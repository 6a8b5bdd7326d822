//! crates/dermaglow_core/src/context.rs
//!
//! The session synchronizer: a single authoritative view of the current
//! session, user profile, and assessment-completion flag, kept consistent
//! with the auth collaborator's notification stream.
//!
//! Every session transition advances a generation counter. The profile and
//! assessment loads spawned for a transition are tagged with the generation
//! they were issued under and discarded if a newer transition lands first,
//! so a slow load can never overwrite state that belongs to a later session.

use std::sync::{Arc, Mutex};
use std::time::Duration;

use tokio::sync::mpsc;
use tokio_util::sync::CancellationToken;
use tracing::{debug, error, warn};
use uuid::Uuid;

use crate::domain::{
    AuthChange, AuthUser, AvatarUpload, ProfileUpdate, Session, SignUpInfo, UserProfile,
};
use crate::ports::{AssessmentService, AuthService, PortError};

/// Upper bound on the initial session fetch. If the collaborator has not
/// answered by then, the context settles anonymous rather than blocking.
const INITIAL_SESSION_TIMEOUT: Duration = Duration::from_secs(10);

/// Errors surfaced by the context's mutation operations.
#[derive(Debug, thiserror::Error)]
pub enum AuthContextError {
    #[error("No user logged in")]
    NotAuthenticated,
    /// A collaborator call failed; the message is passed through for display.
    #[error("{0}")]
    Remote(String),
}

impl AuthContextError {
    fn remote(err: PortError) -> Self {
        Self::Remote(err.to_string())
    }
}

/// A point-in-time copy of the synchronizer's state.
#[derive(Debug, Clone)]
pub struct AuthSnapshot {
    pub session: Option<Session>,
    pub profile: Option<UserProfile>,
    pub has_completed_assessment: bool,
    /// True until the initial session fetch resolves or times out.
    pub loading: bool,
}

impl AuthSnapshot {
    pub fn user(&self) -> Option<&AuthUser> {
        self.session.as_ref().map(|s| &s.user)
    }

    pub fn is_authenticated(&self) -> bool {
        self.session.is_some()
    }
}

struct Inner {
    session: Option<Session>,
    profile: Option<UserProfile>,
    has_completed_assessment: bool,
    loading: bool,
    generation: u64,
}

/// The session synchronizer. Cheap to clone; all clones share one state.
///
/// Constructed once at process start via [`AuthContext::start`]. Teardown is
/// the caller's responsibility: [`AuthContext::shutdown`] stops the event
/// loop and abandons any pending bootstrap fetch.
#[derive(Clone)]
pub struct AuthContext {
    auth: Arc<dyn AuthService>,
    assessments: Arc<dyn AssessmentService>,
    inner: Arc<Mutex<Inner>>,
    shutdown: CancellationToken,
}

----

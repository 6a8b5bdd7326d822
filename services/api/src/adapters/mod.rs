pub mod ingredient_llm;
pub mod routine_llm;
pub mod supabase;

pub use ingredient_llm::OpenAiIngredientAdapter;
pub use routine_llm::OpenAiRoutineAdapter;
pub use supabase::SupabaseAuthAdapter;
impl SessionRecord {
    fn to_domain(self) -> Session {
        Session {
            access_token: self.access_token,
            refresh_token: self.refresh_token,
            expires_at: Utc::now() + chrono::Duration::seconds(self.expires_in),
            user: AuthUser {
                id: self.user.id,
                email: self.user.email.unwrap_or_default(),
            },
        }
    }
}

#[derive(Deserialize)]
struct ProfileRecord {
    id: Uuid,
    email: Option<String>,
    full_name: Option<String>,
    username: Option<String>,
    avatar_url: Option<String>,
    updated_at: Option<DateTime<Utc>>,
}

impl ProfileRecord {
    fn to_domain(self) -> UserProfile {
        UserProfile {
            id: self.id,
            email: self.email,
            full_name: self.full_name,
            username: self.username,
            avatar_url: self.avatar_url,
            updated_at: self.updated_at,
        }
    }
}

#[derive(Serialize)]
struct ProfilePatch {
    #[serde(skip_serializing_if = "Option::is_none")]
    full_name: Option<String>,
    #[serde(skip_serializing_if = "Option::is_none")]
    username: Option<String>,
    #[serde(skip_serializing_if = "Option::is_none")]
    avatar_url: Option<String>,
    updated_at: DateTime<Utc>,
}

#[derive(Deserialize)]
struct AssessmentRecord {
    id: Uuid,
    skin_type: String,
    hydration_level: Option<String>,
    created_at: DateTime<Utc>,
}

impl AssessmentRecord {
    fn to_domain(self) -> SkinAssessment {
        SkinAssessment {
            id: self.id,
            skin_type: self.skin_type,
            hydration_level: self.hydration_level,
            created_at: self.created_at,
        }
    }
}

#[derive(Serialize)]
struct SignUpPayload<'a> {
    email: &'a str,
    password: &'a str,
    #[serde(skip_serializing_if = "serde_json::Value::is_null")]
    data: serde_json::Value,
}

----

:: PROBLEM STATEMENT ::
The count, and nothing else: how many lines of the entries contain the word "AuthService"?

:: TASK SOLUTION ::
2